*** Opening DATA SECTION ***

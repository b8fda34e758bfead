//! Execution contexts: where a callback runs
//!
//! Contexts are plain values passed into every registration call. Nothing
//! here is a process-wide singleton; the application builds its contexts once
//! (see `config::ExecutionContexts`) and hands them down.

use super::error::AlreadyCompletedFault;
use std::cell::Cell;
use std::sync::Arc;
use std::thread;
use std::time::Duration;
use thiserror::Error;
use tokio::runtime::{Builder, Handle, Runtime};
use tokio::sync::mpsc;
use tracing::{debug, error, warn};

/// Unit of work submitted to a context
pub type Task = Box<dyn FnOnce() + Send + 'static>;

/// Shared, type-erased context handle
pub type SharedContext = Arc<dyn ExecutionContext>;

/// Schedules tasks. `execute` must return without waiting for the task.
#[cfg_attr(test, mockall::automock)]
pub trait ExecutionContext: Send + Sync {
    fn execute(&self, task: Task);
}

/// Errors raised while building contexts
#[derive(Debug, Error)]
pub enum ContextError {
    #[error("Failed to spawn worker thread: {0}")]
    SpawnFailed(#[source] std::io::Error),

    #[error("Failed to build runtime: {0}")]
    RuntimeBuild(#[source] std::io::Error),

    #[error("Worker count must be > 0")]
    NoWorkers,
}

/// Run a task, containing any panic so the caller's scheduling loop survives.
///
/// An `AlreadyCompletedFault` is logged and then re-raised.
pub(crate) fn run_isolated(context: &str, task: Task) {
    if let Err(payload) = std::panic::catch_unwind(std::panic::AssertUnwindSafe(task)) {
        if AlreadyCompletedFault::is_payload(payload.as_ref()) {
            error!("Promise completed twice on {} context", context);
            std::panic::resume_unwind(payload);
        }
        let message = payload
            .downcast_ref::<&'static str>()
            .map(|s| s.to_string())
            .or_else(|| payload.downcast_ref::<String>().cloned())
            .unwrap_or_else(|| "unknown panic payload".to_string());
        error!("Task panicked on {} context: {}", context, message);
    }
}

// ============================================================================
// IMMEDIATE
// ============================================================================

/// Runs each task synchronously on the calling thread.
///
/// Meant for deterministic tests. Completion never happens under a lock in
/// this crate, so using it in production is safe but serializes work onto
/// whichever thread completes the Promise.
#[derive(Debug, Clone, Copy, Default)]
pub struct ImmediateContext;

impl ImmediateContext {
    pub fn shared() -> SharedContext {
        Arc::new(ImmediateContext)
    }
}

impl ExecutionContext for ImmediateContext {
    fn execute(&self, task: Task) {
        run_isolated("immediate", task);
    }
}

// ============================================================================
// SERIAL
// ============================================================================

/// One dedicated worker thread running tasks in submission order.
///
/// Clones share the same worker. The worker exits once every clone is gone
/// and the queue is drained.
#[derive(Clone)]
pub struct SerialContext {
    name: Arc<str>,
    sender: mpsc::UnboundedSender<Task>,
}

impl SerialContext {
    pub fn new(name: impl Into<String>) -> Result<Self, ContextError> {
        let name: Arc<str> = Arc::from(name.into());
        let (sender, mut receiver) = mpsc::unbounded_channel::<Task>();

        let worker_name = Arc::clone(&name);
        thread::Builder::new()
            .name(name.to_string())
            .spawn(move || {
                debug!("Serial context {} started", worker_name);
                while let Some(task) = receiver.blocking_recv() {
                    run_isolated(&worker_name, task);
                }
                debug!("Serial context {} stopped", worker_name);
            })
            .map_err(ContextError::SpawnFailed)?;

        Ok(Self { name, sender })
    }

    pub fn shared(name: impl Into<String>) -> Result<SharedContext, ContextError> {
        Ok(Arc::new(Self::new(name)?))
    }

    pub fn name(&self) -> &str {
        &self.name
    }
}

impl ExecutionContext for SerialContext {
    fn execute(&self, task: Task) {
        if self.sender.send(task).is_err() {
            warn!("Serial context {} has no worker; task dropped", self.name);
        }
    }
}

impl std::fmt::Debug for SerialContext {
    fn fmt(&self, f: &mut std::fmt::Formatter<'_>) -> std::fmt::Result {
        f.debug_struct("SerialContext").field("name", &self.name).finish()
    }
}

// ============================================================================
// POOL
// ============================================================================

/// Shuts an owned runtime down without blocking, so the last owner may be
/// dropped from inside one of the runtime's own workers.
struct OwnedRuntime(Option<Runtime>);

impl Drop for OwnedRuntime {
    fn drop(&mut self) {
        if let Some(runtime) = self.0.take() {
            runtime.shutdown_background();
        }
    }
}

/// Tasks run concurrently on a tokio worker pool; no ordering across tasks.
#[derive(Clone)]
pub struct PoolContext {
    handle: Handle,
    _runtime: Option<Arc<OwnedRuntime>>,
}

impl PoolContext {
    /// Build a pool with its own multi-threaded runtime
    pub fn new(workers: usize) -> Result<Self, ContextError> {
        if workers == 0 {
            return Err(ContextError::NoWorkers);
        }
        let runtime = Builder::new_multi_thread()
            .worker_threads(workers)
            .thread_name("bluecap-pool")
            .enable_time()
            .build()
            .map_err(ContextError::RuntimeBuild)?;
        debug!("Pool context started with {} workers", workers);
        Ok(Self {
            handle: runtime.handle().clone(),
            _runtime: Some(Arc::new(OwnedRuntime(Some(runtime)))),
        })
    }

    /// Borrow a runtime someone else owns (e.g. the CLI's `#[tokio::main]`)
    pub fn from_handle(handle: Handle) -> Self {
        Self {
            handle,
            _runtime: None,
        }
    }

    pub fn handle(&self) -> &Handle {
        &self.handle
    }

    pub fn shared(&self) -> SharedContext {
        Arc::new(self.clone())
    }

    /// Run `task` on the pool once `delay` has elapsed
    pub fn schedule_after(&self, delay: Duration, task: Task) {
        self.handle.spawn(async move {
            tokio::time::sleep(delay).await;
            run_isolated("pool", task);
        });
    }
}

impl ExecutionContext for PoolContext {
    fn execute(&self, task: Task) {
        self.handle.spawn(async move {
            run_isolated("pool", task);
        });
    }
}

// ============================================================================
// MAX STACK DEPTH
// ============================================================================

thread_local! {
    static TASK_DEPTH: Cell<usize> = const { Cell::new(0) };
}

/// Restores the thread's nesting depth even if the task unwinds
struct DepthGuard(usize);

impl DepthGuard {
    fn enter(depth: usize) -> Self {
        TASK_DEPTH.with(|d| d.set(depth + 1));
        Self(depth)
    }
}

impl Drop for DepthGuard {
    fn drop(&mut self) {
        TASK_DEPTH.with(|d| d.set(self.0));
    }
}

/// Runs inline until the per-thread nesting depth reaches `max_depth`, then
/// hands the task to `fallback`.
pub struct MaxStackDepthContext {
    max_depth: usize,
    fallback: SharedContext,
}

impl MaxStackDepthContext {
    pub fn new(max_depth: usize, fallback: SharedContext) -> Self {
        Self {
            max_depth,
            fallback,
        }
    }

    pub fn shared(max_depth: usize, fallback: SharedContext) -> SharedContext {
        Arc::new(Self::new(max_depth, fallback))
    }
}

impl ExecutionContext for MaxStackDepthContext {
    fn execute(&self, task: Task) {
        let depth = TASK_DEPTH.with(Cell::get);
        if depth < self.max_depth {
            let _restore = DepthGuard::enter(depth);
            run_isolated("max-stack-depth", task);
        } else {
            self.fallback.execute(task);
        }
    }
}

#[cfg(test)]
mod tests {
    use super::*;
    use parking_lot::Mutex;
    use std::sync::atomic::{AtomicUsize, Ordering};
    use std::sync::mpsc as std_mpsc;

    const WAIT: Duration = Duration::from_secs(5);

    #[test]
    fn test_immediate_runs_inline() {
        let ran = Arc::new(AtomicUsize::new(0));
        let r = Arc::clone(&ran);
        ImmediateContext.execute(Box::new(move || {
            r.fetch_add(1, Ordering::SeqCst);
        }));
        assert_eq!(ran.load(Ordering::SeqCst), 1);
    }

    #[test]
    fn test_immediate_isolates_panics() {
        ImmediateContext.execute(Box::new(|| panic!("bad callback")));
        let ran = Arc::new(AtomicUsize::new(0));
        let r = Arc::clone(&ran);
        ImmediateContext.execute(Box::new(move || {
            r.fetch_add(1, Ordering::SeqCst);
        }));
        assert_eq!(ran.load(Ordering::SeqCst), 1);
    }

    #[test]
    fn test_immediate_reraises_already_completed_fault() {
        let outcome = std::panic::catch_unwind(|| {
            ImmediateContext.execute(Box::new(|| std::panic::panic_any(AlreadyCompletedFault)));
        });
        let payload = outcome.expect_err("fault must reach the caller");
        assert!(AlreadyCompletedFault::is_payload(payload.as_ref()));
    }

    #[test]
    fn test_serial_preserves_submission_order() {
        let serial = SerialContext::new("test.serial").unwrap();
        let seen = Arc::new(Mutex::new(Vec::new()));
        let (done_tx, done_rx) = std_mpsc::channel();

        for i in 0..100 {
            let seen = Arc::clone(&seen);
            serial.execute(Box::new(move || seen.lock().push(i)));
        }
        serial.execute(Box::new(move || done_tx.send(()).unwrap()));

        done_rx.recv_timeout(WAIT).unwrap();
        assert_eq!(*seen.lock(), (0..100).collect::<Vec<_>>());
    }

    #[test]
    fn test_serial_survives_panicking_task() {
        let serial = SerialContext::new("test.serial.panic").unwrap();
        let (tx, rx) = std_mpsc::channel();

        serial.execute(Box::new(|| panic!("first task fails")));
        serial.execute(Box::new(move || tx.send(42).unwrap()));

        assert_eq!(rx.recv_timeout(WAIT).unwrap(), 42);
    }

    #[test]
    fn test_serial_runs_on_named_thread() {
        let serial = SerialContext::new("bluecap.test.worker").unwrap();
        assert_eq!(serial.name(), "bluecap.test.worker");
        let (tx, rx) = std_mpsc::channel();
        serial.execute(Box::new(move || {
            tx.send(thread::current().name().map(str::to_string)).unwrap();
        }));
        assert_eq!(
            rx.recv_timeout(WAIT).unwrap().as_deref(),
            Some("bluecap.test.worker")
        );
    }

    #[test]
    fn test_pool_rejects_zero_workers() {
        assert!(matches!(PoolContext::new(0), Err(ContextError::NoWorkers)));
    }

    #[test]
    fn test_pool_runs_all_tasks() {
        let pool = PoolContext::new(2).unwrap();
        let (tx, rx) = std_mpsc::channel();
        for i in 0..20 {
            let tx = tx.clone();
            pool.execute(Box::new(move || tx.send(i).unwrap()));
        }
        let mut got: Vec<i32> = (0..20).map(|_| rx.recv_timeout(WAIT).unwrap()).collect();
        got.sort();
        assert_eq!(got, (0..20).collect::<Vec<_>>());
    }

    #[test]
    fn test_pool_schedule_after() {
        let pool = PoolContext::new(1).unwrap();
        let (tx, rx) = std_mpsc::channel();
        let started = std::time::Instant::now();
        pool.schedule_after(
            Duration::from_millis(30),
            Box::new(move || tx.send(()).unwrap()),
        );
        rx.recv_timeout(WAIT).unwrap();
        assert!(started.elapsed() >= Duration::from_millis(30));
    }

    #[test]
    fn test_max_stack_depth_falls_back() {
        let mut fallback = MockExecutionContext::new();
        fallback.expect_execute().times(1).returning(|task| task());
        let context: SharedContext = Arc::new(MaxStackDepthContext::new(2, Arc::new(fallback)));

        let depth_seen = Arc::new(AtomicUsize::new(0));

        fn nest(context: SharedContext, remaining: usize, depth_seen: Arc<AtomicUsize>) {
            if remaining == 0 {
                return;
            }
            let inner = Arc::clone(&context);
            context.execute(Box::new(move || {
                depth_seen.fetch_add(1, Ordering::SeqCst);
                nest(inner, remaining - 1, depth_seen);
            }));
        }

        // Depth 0 and 1 run inline, the third nested task goes to the fallback.
        nest(Arc::clone(&context), 3, Arc::clone(&depth_seen));
        assert_eq!(depth_seen.load(Ordering::SeqCst), 3);
    }
}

*** Closing DATA SECTION ***

▶ **TO DO**: Nothing but the lines from the one that contains "let context: SharedContext" to the end of the listing should be given again, each exactly as it appears.

▶ **SOLUTION BELOW**:
        let context: SharedContext = Arc::new(MaxStackDepthContext::new(2, Arc::new(fallback)));

        let depth_seen = Arc::new(AtomicUsize::new(0));

        fn nest(context: SharedContext, remaining: usize, depth_seen: Arc<AtomicUsize>) {
            if remaining == 0 {
                return;
            }
            let inner = Arc::clone(&context);
            context.execute(Box::new(move || {
                depth_seen.fetch_add(1, Ordering::SeqCst);
                nest(inner, remaining - 1, depth_seen);
            }));
        }

        // Depth 0 and 1 run inline, the third nested task goes to the fallback.
        nest(Arc::clone(&context), 3, Arc::clone(&depth_seen));
        assert_eq!(depth_seen.load(Ordering::SeqCst), 3);
    }
}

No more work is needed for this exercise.